### Exercise aim
Set down the entries below exactly as written.

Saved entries
◇ ◇ ◇ ◇ ◇

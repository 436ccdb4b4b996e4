//! Per-address back-off after failed passphrase proofs.
//!
//! Each failure within the rolling window doubles the cool-down (capped), so
//! the delay a given address sees never shrinks until it stays quiet for a
//! full window.

use std::{
    collections::HashMap,
    net::IpAddr,
    sync::Mutex,
    time::{Duration, Instant},
};

pub const DEFAULT_BASE_COOLDOWN: Duration = Duration::from_secs(1);
pub const DEFAULT_MAX_COOLDOWN: Duration = Duration::from_secs(60);
pub const DEFAULT_WINDOW: Duration = Duration::from_secs(10 * 60);
const MAX_TRACKED_ADDRESSES: usize = 4096;

#[derive(Debug, Clone, Copy)]
struct Entry {
    failures: u32,
    last_failure: Instant,
    blocked_until: Instant,
}

#[derive(Debug)]
pub struct AuthCooldown {
    base: Duration,
    max: Duration,
    window: Duration,
    entries: Mutex<HashMap<IpAddr, Entry>>,
}

impl Default for AuthCooldown {
    fn default() -> Self {
        Self::new(DEFAULT_BASE_COOLDOWN, DEFAULT_MAX_COOLDOWN, DEFAULT_WINDOW)
    }
}

impl AuthCooldown {
    #[must_use]
    pub fn new(base: Duration, max: Duration, window: Duration) -> Self {
        Self {
            base,
            max: max.max(base),
            window,
            entries: Mutex::new(HashMap::new()),
        }
    }

    /// Time left before `ip` may attempt again, if any.
    pub fn remaining(&self, ip: IpAddr) -> Option<Duration> {
        self.remaining_at(ip, Instant::now())
    }

    pub fn remaining_at(&self, ip: IpAddr, now: Instant) -> Option<Duration> {
        let entries = self.entries.lock().unwrap_or_else(|p| p.into_inner());
        let entry = entries.get(&ip)?;
        let left = entry.blocked_until.saturating_duration_since(now);
        (!left.is_zero()).then_some(left)
    }

    /// Registers a failure and returns the cool-down now in force.
    pub fn record_failure(&self, ip: IpAddr) -> Duration {
        self.record_failure_at(ip, Instant::now())
    }

    pub fn record_failure_at(&self, ip: IpAddr, now: Instant) -> Duration {
        let mut entries = self.entries.lock().unwrap_or_else(|p| p.into_inner());
        if entries.len() >= MAX_TRACKED_ADDRESSES {
            let window = self.window;
            entries.retain(|_, e| now.saturating_duration_since(e.last_failure) < window);
        }

        let failures = match entries.get(&ip) {
            Some(entry) if now.saturating_duration_since(entry.last_failure) < self.window => {
                entry.failures.saturating_add(1)
            }
            _ => 1,
        };

        let shift = failures.saturating_sub(1).min(16);
        let cooldown = self.base.saturating_mul(1_u32 << shift).min(self.max);
        entries.insert(
            ip,
            Entry {
                failures,
                last_failure: now,
                blocked_until: now + cooldown,
            },
        );
        cooldown
    }
}

#[cfg(test)]
mod tests {
    use std::net::Ipv4Addr;

    use super::*;

    const IP: IpAddr = IpAddr::V4(Ipv4Addr::new(192, 168, 1, 50));
    const OTHER: IpAddr = IpAddr::V4(Ipv4Addr::new(192, 168, 1, 51));

    fn tracker() -> AuthCooldown {
        AuthCooldown::new(
            Duration::from_secs(1),
            Duration::from_secs(8),
            Duration::from_secs(60),
        )
    }

    #[test]
    fn cooldown_doubles_and_caps() {
        let cd = tracker();
        let start = Instant::now();
        let mut seen = Vec::new();
        for step in 0..6 {
            seen.push(cd.record_failure_at(IP, start + Duration::from_secs(step)));
        }
        assert_eq!(
            seen,
            [1, 2, 4, 8, 8, 8].map(Duration::from_secs).to_vec()
        );
        assert!(seen.windows(2).all(|w| w[0] <= w[1]));
    }

    #[test]
    fn addresses_are_independent() {
        let cd = tracker();
        let now = Instant::now();
        cd.record_failure_at(IP, now);
        cd.record_failure_at(IP, now);
        assert!(cd.remaining_at(IP, now).is_some());
        assert!(cd.remaining_at(OTHER, now).is_none());
    }

    #[test]
    fn cooldown_expires_and_resets_after_quiet_window() {
        let cd = tracker();
        let start = Instant::now();
        cd.record_failure_at(IP, start);
        cd.record_failure_at(IP, start);
        assert_eq!(
            cd.remaining_at(IP, start + Duration::from_millis(500)),
            Some(Duration::from_millis(1500))
        );
        assert!(cd.remaining_at(IP, start + Duration::from_secs(3)).is_none());

        let later = start + Duration::from_secs(120);
        assert_eq!(cd.record_failure_at(IP, later), Duration::from_secs(1));
    }
}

◇ ◇ ◇ ◇ ◇

### Solution for this exercise
repository 436ccdb4b4b996e4
//! Per-address back-off after failed passphrase proofs.
//!
//! Each failure within the rolling window doubles the cool-down (capped), so
//! the delay a given address sees never shrinks until it stays quiet for a
//! full window.

use std::{
    collections::HashMap,
    net::IpAddr,
    sync::Mutex,
    time::{Duration, Instant},
};

pub const DEFAULT_BASE_COOLDOWN: Duration = Duration::from_secs(1);
pub const DEFAULT_MAX_COOLDOWN: Duration = Duration::from_secs(60);
pub const DEFAULT_WINDOW: Duration = Duration::from_secs(10 * 60);
const MAX_TRACKED_ADDRESSES: usize = 4096;

#[derive(Debug, Clone, Copy)]
struct Entry {
    failures: u32,
    last_failure: Instant,
    blocked_until: Instant,
}

#[derive(Debug)]
pub struct AuthCooldown {
    base: Duration,
    max: Duration,
    window: Duration,
    entries: Mutex<HashMap<IpAddr, Entry>>,
}

impl Default for AuthCooldown {
    fn default() -> Self {
        Self::new(DEFAULT_BASE_COOLDOWN, DEFAULT_MAX_COOLDOWN, DEFAULT_WINDOW)
    }
}

impl AuthCooldown {
    #[must_use]
    pub fn new(base: Duration, max: Duration, window: Duration) -> Self {
        Self {
            base,
            max: max.max(base),
            window,
            entries: Mutex::new(HashMap::new()),
        }
    }

    /// Time left before `ip` may attempt again, if any.
    pub fn remaining(&self, ip: IpAddr) -> Option<Duration> {
        self.remaining_at(ip, Instant::now())
    }

    pub fn remaining_at(&self, ip: IpAddr, now: Instant) -> Option<Duration> {
        let entries = self.entries.lock().unwrap_or_else(|p| p.into_inner());
        let entry = entries.get(&ip)?;
        let left = entry.blocked_until.saturating_duration_since(now);
        (!left.is_zero()).then_some(left)
    }

    /// Registers a failure and returns the cool-down now in force.
    pub fn record_failure(&self, ip: IpAddr) -> Duration {
        self.record_failure_at(ip, Instant::now())
    }

    pub fn record_failure_at(&self, ip: IpAddr, now: Instant) -> Duration {
        let mut entries = self.entries.lock().unwrap_or_else(|p| p.into_inner());
        if entries.len() >= MAX_TRACKED_ADDRESSES {
            let window = self.window;
            entries.retain(|_, e| now.saturating_duration_since(e.last_failure) < window);
        }

        let failures = match entries.get(&ip) {
            Some(entry) if now.saturating_duration_since(entry.last_failure) < self.window => {
                entry.failures.saturating_add(1)
            }
            _ => 1,
        };

        let shift = failures.saturating_sub(1).min(16);
        let cooldown = self.base.saturating_mul(1_u32 << shift).min(self.max);
        entries.insert(
            ip,
            Entry {
                failures,
                last_failure: now,
                blocked_until: now + cooldown,
            },
        );
        cooldown
    }
}

#[cfg(test)]
mod tests {
    use std::net::Ipv4Addr;

    use super::*;

    const IP: IpAddr = IpAddr::V4(Ipv4Addr::new(192, 168, 1, 50));
    const OTHER: IpAddr = IpAddr::V4(Ipv4Addr::new(192, 168, 1, 51));

    fn tracker() -> AuthCooldown {
        AuthCooldown::new(
            Duration::from_secs(1),
            Duration::from_secs(8),
            Duration::from_secs(60),
        )
    }

    #[test]
    fn cooldown_doubles_and_caps() {
        let cd = tracker();
        let start = Instant::now();
        let mut seen = Vec::new();
        for step in 0..6 {
            seen.push(cd.record_failure_at(IP, start + Duration::from_secs(step)));
        }
        assert_eq!(
            seen,
            [1, 2, 4, 8, 8, 8].map(Duration::from_secs).to_vec()
        );
        assert!(seen.windows(2).all(|w| w[0] <= w[1]));
    }

    #[test]
    fn addresses_are_independent() {
        let cd = tracker();
        let now = Instant::now();
        cd.record_failure_at(IP, now);
        cd.record_failure_at(IP, now);
        assert!(cd.remaining_at(IP, now).is_some());
        assert!(cd.remaining_at(OTHER, now).is_none());
    }

    #[test]
    fn cooldown_expires_and_resets_after_quiet_window() {
        let cd = tracker();
        let start = Instant::now();
        cd.record_failure_at(IP, start);
        cd.record_failure_at(IP, start);
        assert_eq!(
            cd.remaining_at(IP, start + Duration::from_millis(500)),
            Some(Duration::from_millis(1500))
        );
        assert!(cd.remaining_at(IP, start + Duration::from_secs(3)).is_none());

        let later = start + Duration::from_secs(120);
        assert_eq!(cd.record_failure_at(IP, later), Duration::from_secs(1));
    }
}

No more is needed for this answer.